- _What you need to do_: The expected answer is every line of the material that contains the word "ReservationExhausted".

- _Exercise data_:

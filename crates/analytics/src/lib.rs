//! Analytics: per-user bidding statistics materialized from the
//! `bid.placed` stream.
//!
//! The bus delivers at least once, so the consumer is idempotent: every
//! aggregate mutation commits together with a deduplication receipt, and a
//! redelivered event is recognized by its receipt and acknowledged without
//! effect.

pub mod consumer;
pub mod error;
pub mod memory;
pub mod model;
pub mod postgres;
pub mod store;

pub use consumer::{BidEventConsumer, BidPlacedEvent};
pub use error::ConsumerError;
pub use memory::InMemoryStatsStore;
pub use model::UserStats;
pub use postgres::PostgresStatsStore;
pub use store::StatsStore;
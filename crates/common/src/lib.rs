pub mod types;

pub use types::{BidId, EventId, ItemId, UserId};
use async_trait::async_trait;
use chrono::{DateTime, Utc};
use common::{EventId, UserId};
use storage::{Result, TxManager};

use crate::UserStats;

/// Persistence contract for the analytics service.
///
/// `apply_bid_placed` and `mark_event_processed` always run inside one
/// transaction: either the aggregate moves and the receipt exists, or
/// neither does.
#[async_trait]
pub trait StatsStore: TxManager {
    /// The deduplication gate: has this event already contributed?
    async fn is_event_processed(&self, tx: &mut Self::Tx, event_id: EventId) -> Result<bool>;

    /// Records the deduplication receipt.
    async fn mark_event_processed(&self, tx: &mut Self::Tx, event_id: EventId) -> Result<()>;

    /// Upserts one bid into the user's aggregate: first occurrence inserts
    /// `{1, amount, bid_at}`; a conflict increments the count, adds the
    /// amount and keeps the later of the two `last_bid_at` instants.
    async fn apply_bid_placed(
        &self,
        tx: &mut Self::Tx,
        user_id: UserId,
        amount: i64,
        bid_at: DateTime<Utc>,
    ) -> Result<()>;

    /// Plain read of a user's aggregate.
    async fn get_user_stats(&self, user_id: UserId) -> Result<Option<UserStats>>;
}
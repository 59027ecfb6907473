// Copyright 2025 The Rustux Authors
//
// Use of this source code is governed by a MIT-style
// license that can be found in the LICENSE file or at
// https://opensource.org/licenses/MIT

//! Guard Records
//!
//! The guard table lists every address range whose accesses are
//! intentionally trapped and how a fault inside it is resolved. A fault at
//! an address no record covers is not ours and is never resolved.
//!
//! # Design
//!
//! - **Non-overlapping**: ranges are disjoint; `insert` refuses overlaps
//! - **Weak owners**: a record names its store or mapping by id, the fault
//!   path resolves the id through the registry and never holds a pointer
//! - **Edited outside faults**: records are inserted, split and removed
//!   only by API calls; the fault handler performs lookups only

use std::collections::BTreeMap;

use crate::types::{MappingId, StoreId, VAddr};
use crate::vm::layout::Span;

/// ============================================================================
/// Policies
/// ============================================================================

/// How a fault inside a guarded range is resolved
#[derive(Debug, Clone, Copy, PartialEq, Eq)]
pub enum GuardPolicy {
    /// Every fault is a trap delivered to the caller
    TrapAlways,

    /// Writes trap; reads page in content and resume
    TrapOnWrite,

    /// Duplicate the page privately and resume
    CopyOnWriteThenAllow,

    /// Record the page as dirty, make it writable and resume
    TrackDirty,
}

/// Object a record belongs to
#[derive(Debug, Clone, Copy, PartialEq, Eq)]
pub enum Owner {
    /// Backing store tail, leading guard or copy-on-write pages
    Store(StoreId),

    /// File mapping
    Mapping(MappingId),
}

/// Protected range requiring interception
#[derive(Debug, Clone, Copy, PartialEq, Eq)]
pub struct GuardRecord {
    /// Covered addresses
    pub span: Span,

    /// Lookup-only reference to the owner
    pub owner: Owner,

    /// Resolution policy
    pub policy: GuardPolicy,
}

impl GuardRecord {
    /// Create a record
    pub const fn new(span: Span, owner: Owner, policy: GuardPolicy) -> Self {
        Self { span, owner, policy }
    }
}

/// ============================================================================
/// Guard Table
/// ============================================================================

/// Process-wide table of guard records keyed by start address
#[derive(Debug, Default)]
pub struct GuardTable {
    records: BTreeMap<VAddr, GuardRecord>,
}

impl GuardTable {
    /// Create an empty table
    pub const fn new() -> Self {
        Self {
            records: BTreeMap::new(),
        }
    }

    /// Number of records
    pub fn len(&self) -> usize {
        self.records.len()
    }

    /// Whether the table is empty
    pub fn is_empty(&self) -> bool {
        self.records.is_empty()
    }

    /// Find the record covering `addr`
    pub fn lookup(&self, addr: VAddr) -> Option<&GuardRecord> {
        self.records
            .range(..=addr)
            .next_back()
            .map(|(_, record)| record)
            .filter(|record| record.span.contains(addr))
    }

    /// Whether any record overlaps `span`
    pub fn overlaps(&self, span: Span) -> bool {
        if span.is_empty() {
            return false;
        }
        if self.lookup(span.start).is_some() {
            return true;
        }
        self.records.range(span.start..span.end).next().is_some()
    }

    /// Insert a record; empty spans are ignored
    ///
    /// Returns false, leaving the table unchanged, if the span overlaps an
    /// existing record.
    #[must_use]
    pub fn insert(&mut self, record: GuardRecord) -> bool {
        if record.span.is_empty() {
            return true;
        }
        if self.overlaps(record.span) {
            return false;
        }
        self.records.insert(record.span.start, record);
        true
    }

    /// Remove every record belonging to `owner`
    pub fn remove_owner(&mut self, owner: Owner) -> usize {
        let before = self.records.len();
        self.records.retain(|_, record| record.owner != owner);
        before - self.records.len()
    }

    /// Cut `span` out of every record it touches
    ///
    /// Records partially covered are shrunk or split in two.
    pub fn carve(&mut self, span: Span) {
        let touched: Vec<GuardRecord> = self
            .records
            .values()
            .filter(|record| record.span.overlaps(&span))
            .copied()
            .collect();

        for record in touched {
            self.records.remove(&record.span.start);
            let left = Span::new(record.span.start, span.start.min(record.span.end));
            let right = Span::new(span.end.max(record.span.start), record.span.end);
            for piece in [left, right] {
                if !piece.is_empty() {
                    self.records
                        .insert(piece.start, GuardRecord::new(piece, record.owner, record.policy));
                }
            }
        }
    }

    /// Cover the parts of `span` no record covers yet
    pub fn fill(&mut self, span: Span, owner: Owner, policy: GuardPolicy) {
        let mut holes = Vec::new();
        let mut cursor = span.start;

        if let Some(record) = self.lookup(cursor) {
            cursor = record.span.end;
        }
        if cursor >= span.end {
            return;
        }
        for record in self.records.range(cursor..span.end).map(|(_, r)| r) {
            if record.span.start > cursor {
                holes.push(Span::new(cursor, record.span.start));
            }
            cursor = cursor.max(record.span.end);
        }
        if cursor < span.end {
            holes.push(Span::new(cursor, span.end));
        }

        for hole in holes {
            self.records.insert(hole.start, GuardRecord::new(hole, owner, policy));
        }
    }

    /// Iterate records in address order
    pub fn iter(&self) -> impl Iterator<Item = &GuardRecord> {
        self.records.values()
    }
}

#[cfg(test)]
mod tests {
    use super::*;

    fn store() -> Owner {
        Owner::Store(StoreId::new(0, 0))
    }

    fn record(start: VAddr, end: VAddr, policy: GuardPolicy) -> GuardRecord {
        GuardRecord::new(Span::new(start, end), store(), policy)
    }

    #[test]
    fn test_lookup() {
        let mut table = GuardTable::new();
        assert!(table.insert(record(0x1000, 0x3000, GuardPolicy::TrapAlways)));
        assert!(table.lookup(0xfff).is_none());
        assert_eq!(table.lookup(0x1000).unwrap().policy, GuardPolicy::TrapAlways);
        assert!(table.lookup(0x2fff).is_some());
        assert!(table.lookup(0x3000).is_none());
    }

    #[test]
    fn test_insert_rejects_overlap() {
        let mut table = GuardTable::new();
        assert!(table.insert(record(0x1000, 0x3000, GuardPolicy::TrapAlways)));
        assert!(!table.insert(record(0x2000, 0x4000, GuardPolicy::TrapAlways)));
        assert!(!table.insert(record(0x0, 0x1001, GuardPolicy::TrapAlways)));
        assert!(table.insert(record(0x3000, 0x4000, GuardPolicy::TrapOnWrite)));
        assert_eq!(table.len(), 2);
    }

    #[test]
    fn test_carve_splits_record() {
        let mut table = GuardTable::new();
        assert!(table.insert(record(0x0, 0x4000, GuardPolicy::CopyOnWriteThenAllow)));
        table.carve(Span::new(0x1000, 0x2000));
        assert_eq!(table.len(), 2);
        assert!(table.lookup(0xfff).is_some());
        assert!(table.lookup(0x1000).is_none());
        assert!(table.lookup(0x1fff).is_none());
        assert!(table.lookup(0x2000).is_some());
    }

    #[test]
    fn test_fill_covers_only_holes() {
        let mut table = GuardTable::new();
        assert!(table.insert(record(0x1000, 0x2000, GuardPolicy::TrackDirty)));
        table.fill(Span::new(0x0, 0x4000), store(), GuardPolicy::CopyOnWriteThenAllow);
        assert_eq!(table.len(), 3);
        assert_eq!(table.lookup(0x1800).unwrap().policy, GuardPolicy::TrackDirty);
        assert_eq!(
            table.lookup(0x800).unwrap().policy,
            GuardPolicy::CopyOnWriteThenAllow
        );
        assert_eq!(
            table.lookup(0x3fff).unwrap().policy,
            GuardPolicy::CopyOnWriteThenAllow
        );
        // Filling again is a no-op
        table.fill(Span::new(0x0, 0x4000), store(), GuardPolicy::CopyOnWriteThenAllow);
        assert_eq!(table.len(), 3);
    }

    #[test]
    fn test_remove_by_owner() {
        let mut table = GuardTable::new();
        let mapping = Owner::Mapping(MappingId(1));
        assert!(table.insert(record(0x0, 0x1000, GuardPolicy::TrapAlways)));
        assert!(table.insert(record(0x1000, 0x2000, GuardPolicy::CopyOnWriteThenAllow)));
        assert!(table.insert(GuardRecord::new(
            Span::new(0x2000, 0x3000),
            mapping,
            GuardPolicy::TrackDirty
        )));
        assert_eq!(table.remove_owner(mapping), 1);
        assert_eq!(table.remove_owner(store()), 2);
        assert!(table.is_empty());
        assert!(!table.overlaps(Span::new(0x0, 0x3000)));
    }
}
==
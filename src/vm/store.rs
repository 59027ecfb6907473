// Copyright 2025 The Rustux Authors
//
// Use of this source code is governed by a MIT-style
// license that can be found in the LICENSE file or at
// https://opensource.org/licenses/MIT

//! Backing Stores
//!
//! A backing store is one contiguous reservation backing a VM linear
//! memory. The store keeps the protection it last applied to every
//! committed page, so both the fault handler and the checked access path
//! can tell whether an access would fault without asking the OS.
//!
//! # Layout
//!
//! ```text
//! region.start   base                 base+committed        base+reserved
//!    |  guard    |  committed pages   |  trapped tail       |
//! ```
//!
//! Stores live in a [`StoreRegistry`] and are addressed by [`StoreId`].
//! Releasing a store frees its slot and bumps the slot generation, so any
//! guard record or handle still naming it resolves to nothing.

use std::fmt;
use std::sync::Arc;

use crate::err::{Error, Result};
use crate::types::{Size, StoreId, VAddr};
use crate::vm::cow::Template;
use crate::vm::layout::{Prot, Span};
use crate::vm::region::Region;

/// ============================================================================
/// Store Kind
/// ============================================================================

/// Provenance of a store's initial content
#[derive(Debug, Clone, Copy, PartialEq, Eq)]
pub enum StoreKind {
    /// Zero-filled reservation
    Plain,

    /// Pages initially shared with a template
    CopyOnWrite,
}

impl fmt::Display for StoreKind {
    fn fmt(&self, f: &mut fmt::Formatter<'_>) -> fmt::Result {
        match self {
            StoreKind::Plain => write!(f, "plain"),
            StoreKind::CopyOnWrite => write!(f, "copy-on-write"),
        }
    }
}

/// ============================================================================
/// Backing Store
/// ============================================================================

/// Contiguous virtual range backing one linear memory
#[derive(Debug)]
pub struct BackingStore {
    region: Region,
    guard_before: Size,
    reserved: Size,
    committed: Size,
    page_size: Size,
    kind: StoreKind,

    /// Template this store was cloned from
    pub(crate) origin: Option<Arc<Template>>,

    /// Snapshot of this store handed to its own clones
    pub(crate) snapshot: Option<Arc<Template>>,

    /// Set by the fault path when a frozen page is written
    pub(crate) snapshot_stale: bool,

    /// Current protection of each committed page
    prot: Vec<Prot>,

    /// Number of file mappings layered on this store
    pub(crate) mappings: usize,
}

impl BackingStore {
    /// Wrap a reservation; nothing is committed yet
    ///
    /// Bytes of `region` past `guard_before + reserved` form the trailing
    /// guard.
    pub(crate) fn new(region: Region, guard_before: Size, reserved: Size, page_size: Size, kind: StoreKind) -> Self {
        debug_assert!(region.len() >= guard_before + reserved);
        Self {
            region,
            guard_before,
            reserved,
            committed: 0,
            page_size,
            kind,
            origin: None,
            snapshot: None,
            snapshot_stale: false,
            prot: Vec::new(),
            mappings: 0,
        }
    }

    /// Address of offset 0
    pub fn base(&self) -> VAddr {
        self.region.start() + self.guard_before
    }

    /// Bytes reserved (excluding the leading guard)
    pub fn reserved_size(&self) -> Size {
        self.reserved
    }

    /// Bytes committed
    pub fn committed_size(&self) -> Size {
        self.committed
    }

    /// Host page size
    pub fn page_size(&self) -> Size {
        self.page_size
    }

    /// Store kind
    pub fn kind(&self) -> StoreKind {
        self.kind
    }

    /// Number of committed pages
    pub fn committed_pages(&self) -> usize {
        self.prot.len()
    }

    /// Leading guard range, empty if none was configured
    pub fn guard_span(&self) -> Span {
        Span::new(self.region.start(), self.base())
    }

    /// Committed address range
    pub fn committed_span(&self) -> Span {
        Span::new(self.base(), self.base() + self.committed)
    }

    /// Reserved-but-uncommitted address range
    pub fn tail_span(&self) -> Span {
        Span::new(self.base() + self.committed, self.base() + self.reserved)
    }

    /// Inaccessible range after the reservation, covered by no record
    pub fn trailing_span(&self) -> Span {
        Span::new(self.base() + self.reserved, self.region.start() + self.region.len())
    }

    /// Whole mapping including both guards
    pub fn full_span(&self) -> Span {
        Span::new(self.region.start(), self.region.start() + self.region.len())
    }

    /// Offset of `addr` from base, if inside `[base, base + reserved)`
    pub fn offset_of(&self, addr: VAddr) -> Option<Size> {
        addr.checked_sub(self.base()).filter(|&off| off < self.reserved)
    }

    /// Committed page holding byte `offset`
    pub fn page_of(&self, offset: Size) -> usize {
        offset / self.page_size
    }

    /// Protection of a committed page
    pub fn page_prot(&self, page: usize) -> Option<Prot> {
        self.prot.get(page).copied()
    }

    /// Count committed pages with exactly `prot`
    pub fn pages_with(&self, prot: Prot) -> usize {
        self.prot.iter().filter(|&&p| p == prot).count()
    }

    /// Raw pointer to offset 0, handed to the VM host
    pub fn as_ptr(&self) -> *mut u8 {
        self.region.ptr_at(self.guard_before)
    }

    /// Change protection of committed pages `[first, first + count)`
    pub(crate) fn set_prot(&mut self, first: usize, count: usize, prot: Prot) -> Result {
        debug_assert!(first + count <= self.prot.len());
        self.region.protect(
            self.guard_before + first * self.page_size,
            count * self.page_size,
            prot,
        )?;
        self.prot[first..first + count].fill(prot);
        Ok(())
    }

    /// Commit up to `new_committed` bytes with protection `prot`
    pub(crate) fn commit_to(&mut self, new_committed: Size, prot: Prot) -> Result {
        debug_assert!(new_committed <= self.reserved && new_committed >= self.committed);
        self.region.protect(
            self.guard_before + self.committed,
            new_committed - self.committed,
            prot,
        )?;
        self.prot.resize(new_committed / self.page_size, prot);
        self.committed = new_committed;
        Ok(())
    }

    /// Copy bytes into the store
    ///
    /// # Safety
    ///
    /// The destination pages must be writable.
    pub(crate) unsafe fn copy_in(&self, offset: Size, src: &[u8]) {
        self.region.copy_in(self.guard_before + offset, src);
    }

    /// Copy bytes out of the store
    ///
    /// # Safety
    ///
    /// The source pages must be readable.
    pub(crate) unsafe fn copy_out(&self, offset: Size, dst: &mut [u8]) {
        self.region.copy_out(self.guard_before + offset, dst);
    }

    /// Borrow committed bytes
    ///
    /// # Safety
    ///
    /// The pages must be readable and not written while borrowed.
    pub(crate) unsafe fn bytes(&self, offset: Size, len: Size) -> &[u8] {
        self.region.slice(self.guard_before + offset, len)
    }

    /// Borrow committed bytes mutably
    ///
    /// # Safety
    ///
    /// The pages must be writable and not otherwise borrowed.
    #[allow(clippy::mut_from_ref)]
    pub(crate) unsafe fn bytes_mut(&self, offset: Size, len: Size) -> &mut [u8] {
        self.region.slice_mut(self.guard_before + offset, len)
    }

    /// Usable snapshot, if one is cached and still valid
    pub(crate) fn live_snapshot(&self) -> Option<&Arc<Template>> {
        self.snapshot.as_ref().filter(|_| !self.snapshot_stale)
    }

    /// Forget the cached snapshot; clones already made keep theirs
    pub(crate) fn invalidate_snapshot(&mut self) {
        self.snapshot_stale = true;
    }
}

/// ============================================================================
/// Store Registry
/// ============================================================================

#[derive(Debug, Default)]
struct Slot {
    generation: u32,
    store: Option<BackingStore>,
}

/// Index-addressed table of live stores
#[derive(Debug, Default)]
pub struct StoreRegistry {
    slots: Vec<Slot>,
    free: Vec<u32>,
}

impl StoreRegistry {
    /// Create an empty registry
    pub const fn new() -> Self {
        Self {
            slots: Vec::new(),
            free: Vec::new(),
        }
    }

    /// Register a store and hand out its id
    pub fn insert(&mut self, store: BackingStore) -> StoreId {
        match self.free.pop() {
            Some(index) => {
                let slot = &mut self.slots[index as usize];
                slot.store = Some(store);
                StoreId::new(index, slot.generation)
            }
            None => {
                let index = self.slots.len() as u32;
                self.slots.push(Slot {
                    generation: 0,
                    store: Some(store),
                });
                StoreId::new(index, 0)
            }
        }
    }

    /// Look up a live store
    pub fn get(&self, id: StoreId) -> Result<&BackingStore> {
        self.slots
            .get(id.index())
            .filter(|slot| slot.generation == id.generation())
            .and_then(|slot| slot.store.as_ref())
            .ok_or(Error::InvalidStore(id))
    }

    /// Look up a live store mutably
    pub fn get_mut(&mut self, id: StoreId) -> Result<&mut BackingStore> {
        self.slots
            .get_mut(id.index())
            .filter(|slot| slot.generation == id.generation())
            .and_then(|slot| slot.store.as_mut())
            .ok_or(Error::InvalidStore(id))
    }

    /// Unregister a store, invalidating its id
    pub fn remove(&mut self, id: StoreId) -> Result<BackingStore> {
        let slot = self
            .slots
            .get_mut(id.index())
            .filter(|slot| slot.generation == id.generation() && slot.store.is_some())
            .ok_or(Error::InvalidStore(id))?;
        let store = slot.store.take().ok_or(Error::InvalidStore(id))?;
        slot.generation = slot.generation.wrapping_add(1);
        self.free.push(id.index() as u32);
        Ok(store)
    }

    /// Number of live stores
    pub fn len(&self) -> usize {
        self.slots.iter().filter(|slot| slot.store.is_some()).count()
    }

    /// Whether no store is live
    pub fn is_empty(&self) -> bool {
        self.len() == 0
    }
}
* * *
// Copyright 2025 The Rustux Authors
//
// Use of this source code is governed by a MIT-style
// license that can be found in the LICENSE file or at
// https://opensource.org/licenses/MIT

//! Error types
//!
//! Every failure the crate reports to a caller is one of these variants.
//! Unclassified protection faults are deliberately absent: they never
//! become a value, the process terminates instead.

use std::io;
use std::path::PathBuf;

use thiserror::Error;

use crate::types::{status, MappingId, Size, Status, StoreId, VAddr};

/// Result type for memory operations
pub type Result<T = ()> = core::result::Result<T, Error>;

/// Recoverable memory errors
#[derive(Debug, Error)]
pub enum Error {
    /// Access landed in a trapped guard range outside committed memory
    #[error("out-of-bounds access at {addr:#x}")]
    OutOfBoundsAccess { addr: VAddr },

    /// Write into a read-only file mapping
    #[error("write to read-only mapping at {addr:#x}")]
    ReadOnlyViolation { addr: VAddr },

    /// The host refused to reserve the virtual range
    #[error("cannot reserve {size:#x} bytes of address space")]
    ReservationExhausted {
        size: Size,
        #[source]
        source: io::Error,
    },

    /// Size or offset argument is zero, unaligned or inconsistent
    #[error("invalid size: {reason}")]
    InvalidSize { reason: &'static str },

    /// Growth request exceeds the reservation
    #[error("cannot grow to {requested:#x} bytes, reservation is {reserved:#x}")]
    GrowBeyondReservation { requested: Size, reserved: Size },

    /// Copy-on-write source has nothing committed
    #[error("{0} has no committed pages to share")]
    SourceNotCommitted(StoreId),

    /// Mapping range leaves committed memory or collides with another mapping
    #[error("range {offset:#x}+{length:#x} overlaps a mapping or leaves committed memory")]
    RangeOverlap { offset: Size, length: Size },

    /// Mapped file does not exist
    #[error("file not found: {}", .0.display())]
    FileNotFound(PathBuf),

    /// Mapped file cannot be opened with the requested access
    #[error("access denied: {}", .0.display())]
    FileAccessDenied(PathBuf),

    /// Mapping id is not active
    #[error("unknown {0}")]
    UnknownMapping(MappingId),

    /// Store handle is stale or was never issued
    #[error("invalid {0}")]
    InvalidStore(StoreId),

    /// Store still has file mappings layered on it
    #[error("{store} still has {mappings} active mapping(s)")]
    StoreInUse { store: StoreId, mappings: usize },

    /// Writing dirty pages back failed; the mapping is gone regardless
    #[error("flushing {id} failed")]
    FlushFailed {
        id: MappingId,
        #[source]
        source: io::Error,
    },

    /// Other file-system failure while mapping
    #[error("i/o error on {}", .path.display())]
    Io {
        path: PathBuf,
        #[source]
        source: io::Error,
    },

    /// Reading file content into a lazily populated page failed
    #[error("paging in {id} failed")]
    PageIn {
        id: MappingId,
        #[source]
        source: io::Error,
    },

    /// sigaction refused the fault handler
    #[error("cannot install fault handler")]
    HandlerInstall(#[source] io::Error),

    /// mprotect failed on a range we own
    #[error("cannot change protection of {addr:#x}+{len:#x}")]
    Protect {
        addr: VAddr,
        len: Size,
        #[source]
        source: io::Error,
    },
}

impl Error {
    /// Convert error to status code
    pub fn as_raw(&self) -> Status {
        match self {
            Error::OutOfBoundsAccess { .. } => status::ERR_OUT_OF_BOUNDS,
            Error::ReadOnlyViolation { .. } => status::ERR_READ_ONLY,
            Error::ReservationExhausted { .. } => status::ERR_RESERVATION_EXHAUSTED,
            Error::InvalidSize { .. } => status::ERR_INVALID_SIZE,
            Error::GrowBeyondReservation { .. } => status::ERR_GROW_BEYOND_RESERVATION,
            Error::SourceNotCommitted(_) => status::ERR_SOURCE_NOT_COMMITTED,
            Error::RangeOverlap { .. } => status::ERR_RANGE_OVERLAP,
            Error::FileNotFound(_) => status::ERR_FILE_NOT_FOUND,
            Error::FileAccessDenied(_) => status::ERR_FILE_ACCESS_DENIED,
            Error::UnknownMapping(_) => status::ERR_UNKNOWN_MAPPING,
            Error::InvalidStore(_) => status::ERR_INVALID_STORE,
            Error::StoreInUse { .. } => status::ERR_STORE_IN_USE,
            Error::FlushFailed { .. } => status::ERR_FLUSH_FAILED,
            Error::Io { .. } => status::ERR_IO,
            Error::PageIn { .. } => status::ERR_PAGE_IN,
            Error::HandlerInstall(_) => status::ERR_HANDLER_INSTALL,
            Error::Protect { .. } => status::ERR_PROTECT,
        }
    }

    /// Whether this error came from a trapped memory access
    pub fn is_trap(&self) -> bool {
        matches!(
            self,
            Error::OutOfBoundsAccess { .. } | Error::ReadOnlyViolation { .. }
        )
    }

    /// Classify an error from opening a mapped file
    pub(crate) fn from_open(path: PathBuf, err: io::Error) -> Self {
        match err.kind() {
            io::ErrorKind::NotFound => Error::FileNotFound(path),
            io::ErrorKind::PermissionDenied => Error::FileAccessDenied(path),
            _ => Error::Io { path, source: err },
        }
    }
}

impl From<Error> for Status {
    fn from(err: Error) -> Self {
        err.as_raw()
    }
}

- _Finished task_:
    ReservationExhausted {
            Error::ReservationExhausted { .. } => status::ERR_RESERVATION_EXHAUSTED,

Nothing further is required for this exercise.